__Task directions__. Whenever the string "await" turns up in a line below, that line should be copied.

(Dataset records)
◆ ◆ ◆ ◆

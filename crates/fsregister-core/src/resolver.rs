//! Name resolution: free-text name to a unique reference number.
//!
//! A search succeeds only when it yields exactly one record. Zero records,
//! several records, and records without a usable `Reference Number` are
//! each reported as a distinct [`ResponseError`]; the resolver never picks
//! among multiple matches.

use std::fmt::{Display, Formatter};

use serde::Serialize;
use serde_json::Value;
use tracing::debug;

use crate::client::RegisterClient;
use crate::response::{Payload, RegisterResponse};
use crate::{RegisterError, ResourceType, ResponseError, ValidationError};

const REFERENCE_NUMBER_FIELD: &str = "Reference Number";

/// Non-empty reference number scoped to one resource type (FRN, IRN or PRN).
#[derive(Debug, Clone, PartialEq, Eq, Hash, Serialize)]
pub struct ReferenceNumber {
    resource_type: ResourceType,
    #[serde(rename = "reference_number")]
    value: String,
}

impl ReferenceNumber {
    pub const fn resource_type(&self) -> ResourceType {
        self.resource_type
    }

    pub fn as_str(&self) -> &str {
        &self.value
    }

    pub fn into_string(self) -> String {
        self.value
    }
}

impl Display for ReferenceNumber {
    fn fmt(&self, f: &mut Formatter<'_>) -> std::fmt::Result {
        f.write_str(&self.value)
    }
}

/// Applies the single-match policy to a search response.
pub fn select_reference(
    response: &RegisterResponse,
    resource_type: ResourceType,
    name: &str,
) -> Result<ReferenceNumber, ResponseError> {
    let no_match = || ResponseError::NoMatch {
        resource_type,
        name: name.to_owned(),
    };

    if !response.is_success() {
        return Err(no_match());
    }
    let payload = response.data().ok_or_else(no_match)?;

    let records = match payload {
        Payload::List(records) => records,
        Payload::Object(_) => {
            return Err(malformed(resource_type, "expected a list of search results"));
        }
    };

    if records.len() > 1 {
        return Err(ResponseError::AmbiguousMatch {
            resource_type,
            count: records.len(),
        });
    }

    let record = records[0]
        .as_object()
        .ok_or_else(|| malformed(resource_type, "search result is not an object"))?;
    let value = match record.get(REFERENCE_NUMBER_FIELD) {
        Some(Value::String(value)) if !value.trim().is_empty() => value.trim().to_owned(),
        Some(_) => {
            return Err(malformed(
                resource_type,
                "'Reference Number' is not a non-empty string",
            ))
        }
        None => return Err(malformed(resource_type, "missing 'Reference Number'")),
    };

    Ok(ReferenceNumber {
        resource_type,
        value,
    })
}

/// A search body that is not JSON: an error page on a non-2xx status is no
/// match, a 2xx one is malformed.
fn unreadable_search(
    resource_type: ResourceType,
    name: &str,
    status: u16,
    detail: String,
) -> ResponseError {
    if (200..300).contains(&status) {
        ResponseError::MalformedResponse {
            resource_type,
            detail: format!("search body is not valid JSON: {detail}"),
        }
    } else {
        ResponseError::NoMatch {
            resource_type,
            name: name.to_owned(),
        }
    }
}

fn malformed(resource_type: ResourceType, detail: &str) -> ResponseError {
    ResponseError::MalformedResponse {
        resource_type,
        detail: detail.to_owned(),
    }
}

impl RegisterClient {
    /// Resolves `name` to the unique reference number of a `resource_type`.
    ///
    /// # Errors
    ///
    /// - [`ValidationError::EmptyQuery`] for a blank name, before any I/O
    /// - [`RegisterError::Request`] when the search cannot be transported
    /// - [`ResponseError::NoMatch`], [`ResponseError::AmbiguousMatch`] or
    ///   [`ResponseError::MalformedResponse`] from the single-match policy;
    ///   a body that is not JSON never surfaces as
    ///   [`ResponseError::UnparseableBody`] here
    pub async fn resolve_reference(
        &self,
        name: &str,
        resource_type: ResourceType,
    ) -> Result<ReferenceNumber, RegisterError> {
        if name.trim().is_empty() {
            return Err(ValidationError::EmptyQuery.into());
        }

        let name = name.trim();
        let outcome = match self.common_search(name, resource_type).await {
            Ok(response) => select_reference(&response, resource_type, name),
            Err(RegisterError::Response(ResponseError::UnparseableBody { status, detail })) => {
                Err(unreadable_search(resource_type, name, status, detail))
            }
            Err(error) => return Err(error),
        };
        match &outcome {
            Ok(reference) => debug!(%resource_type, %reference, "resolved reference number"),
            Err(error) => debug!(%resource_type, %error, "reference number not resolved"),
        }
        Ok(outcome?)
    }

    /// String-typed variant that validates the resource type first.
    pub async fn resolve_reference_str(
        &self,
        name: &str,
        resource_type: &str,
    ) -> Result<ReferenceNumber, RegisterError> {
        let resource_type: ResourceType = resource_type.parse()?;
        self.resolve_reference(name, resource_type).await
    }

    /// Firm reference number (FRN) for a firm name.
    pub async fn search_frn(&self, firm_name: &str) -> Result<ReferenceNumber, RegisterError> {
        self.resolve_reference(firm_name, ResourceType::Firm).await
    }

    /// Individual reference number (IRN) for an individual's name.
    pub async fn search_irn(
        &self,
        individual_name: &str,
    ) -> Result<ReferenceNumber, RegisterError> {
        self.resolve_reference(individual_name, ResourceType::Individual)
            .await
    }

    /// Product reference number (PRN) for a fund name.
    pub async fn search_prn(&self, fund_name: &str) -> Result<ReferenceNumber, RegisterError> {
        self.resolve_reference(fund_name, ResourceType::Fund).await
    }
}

◆ ◆ ◆ ◆

__Solution__.
        let outcome = match self.common_search(name, resource_type).await {
        self.resolve_reference(name, resource_type).await
        self.resolve_reference(firm_name, ResourceType::Firm).await
            .await
        self.resolve_reference(fund_name, ResourceType::Fund).await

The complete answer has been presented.